DATASET RECORDS →
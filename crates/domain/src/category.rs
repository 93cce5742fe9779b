use std::{fmt, slice::Iter};

use crate::Name;

/// Muscle group a workout is classified under.
#[derive(Debug, Clone, Copy, PartialEq, Eq, PartialOrd, Ord, Hash)]
pub enum Category {
    ChestBiceps,
    BackTriceps,
    LegsShoulders,
}

impl Category {
    pub fn iter() -> Iter<'static, Category> {
        static CATEGORIES: [Category; 3] = [
            Category::ChestBiceps,
            Category::BackTriceps,
            Category::LegsShoulders,
        ];
        CATEGORIES.iter()
    }

    /// Key used in persisted data.
    #[must_use]
    pub fn key(self) -> &'static str {
        match self {
            Category::ChestBiceps => "CHEST_BICEPS",
            Category::BackTriceps => "BACK_TRICEPS",
            Category::LegsShoulders => "LEGS_SHOULDERS",
        }
    }

    #[must_use]
    pub fn label(self) -> &'static str {
        match self {
            Category::ChestBiceps => "Грудь / Бицепс",
            Category::BackTriceps => "Спина / Трицепс",
            Category::LegsShoulders => "Ноги / Плечи",
        }
    }

    /// Built-in exercises in display order.
    #[must_use]
    pub fn template(self) -> &'static [&'static str] {
        match self {
            Category::ChestBiceps => &[
                "Жим лёжа на горизонтальной скамье",
                "Жим гантелей на наклонной скамье",
                "Сведения в тренажёре",
                "Подъём штанги на бицепс стоя",
            ],
            Category::BackTriceps => &[
                "Тяга верхнего блока к груди",
                "Тяга штанги в наклоне",
                "Тяга горизонтального блока",
                "Разгибания на трицепс в блоке",
            ],
            Category::LegsShoulders => &[
                "Приседания со штангой",
                "Жим ногами в тренажёре",
                "Выпады с гантелями",
                "Жим штанги стоя (армейский жим)",
            ],
        }
    }

    #[must_use]
    pub fn template_names(self) -> Vec<Name> {
        self.template()
            .iter()
            .copied()
            .map(Name::from_static)
            .collect()
    }

    #[must_use]
    pub fn is_template(self, name: &Name) -> bool {
        self.template().iter().any(|t| name == t)
    }
}

impl TryFrom<&str> for Category {
    type Error = CategoryError;

    fn try_from(value: &str) -> Result<Self, Self::Error> {
        match value {
            "CHEST_BICEPS" => Ok(Category::ChestBiceps),
            "BACK_TRICEPS" => Ok(Category::BackTriceps),
            "LEGS_SHOULDERS" => Ok(Category::LegsShoulders),
            _ => Err(CategoryError::Unknown(value.to_string())),
        }
    }
}

impl fmt::Display for Category {
    fn fmt(&self, f: &mut fmt::Formatter) -> fmt::Result {
        write!(f, "{}", self.label())
    }
}

#[derive(thiserror::Error, Debug, PartialEq)]
pub enum CategoryError {
    #[error("unknown category {0:?}")]
    Unknown(String),
}
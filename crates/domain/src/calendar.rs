use chrono::{Datelike, Days, NaiveDate};

const DAY_LABELS: [&str; 7] = ["ПН", "ВТ", "СР", "ЧТ", "ПТ", "СБ", "ВС"];

/// Days from Monday to Sunday of the week containing `today`, together with their labels.
#[must_use]
pub fn week_dates(today: NaiveDate) -> Vec<(NaiveDate, &'static str)> {
    let monday = today - Days::new(u64::from(today.weekday().num_days_from_monday()));
    DAY_LABELS
        .iter()
        .enumerate()
        .filter_map(|(offset, label)| {
            monday
                .checked_add_days(Days::new(offset as u64))
                .map(|date| (date, *label))
        })
        .collect()
}
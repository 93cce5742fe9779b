#![warn(clippy::pedantic)]

pub mod format;
pub mod log;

WHAT IS BEING ASKED →
Print out the data exactly once more.

OUTPUT FOR THIS EXERCISE →
filename crates/domain/src/category.rs
repository 93cce5742fe9779b
use std::{fmt, slice::Iter};

use crate::Name;

/// Muscle group a workout is classified under.
#[derive(Debug, Clone, Copy, PartialEq, Eq, PartialOrd, Ord, Hash)]
pub enum Category {
    ChestBiceps,
    BackTriceps,
    LegsShoulders,
}

impl Category {
    pub fn iter() -> Iter<'static, Category> {
        static CATEGORIES: [Category; 3] = [
            Category::ChestBiceps,
            Category::BackTriceps,
            Category::LegsShoulders,
        ];
        CATEGORIES.iter()
    }

    /// Key used in persisted data.
    #[must_use]
    pub fn key(self) -> &'static str {
        match self {
            Category::ChestBiceps => "CHEST_BICEPS",
            Category::BackTriceps => "BACK_TRICEPS",
            Category::LegsShoulders => "LEGS_SHOULDERS",
        }
    }

    #[must_use]
    pub fn label(self) -> &'static str {
        match self {
            Category::ChestBiceps => "Грудь / Бицепс",
            Category::BackTriceps => "Спина / Трицепс",
            Category::LegsShoulders => "Ноги / Плечи",
        }
    }

    /// Built-in exercises in display order.
    #[must_use]
    pub fn template(self) -> &'static [&'static str] {
        match self {
            Category::ChestBiceps => &[
                "Жим лёжа на горизонтальной скамье",
                "Жим гантелей на наклонной скамье",
                "Сведения в тренажёре",
                "Подъём штанги на бицепс стоя",
            ],
            Category::BackTriceps => &[
                "Тяга верхнего блока к груди",
                "Тяга штанги в наклоне",
                "Тяга горизонтального блока",
                "Разгибания на трицепс в блоке",
            ],
            Category::LegsShoulders => &[
                "Приседания со штангой",
                "Жим ногами в тренажёре",
                "Выпады с гантелями",
                "Жим штанги стоя (армейский жим)",
            ],
        }
    }

    #[must_use]
    pub fn template_names(self) -> Vec<Name> {
        self.template()
            .iter()
            .copied()
            .map(Name::from_static)
            .collect()
    }

    #[must_use]
    pub fn is_template(self, name: &Name) -> bool {
        self.template().iter().any(|t| name == t)
    }
}

impl TryFrom<&str> for Category {
    type Error = CategoryError;

    fn try_from(value: &str) -> Result<Self, Self::Error> {
        match value {
            "CHEST_BICEPS" => Ok(Category::ChestBiceps),
            "BACK_TRICEPS" => Ok(Category::BackTriceps),
            "LEGS_SHOULDERS" => Ok(Category::LegsShoulders),
            _ => Err(CategoryError::Unknown(value.to_string())),
        }
    }
}

impl fmt::Display for Category {
    fn fmt(&self, f: &mut fmt::Formatter) -> fmt::Result {
        write!(f, "{}", self.label())
    }
}

#[derive(thiserror::Error, Debug, PartialEq)]
pub enum CategoryError {
    #[error("unknown category {0:?}")]
    Unknown(String),
}
filename crates/domain/src/calendar.rs
use chrono::{Datelike, Days, NaiveDate};

const DAY_LABELS: [&str; 7] = ["ПН", "ВТ", "СР", "ЧТ", "ПТ", "СБ", "ВС"];

/// Days from Monday to Sunday of the week containing `today`, together with their labels.
#[must_use]
pub fn week_dates(today: NaiveDate) -> Vec<(NaiveDate, &'static str)> {
    let monday = today - Days::new(u64::from(today.weekday().num_days_from_monday()));
    DAY_LABELS
        .iter()
        .enumerate()
        .filter_map(|(offset, label)| {
            monday
                .checked_add_days(Days::new(offset as u64))
                .map(|date| (date, *label))
        })
        .collect()
}
repository 93cce5742fe9779b
#![warn(clippy::pedantic)]

pub mod format;
pub mod log;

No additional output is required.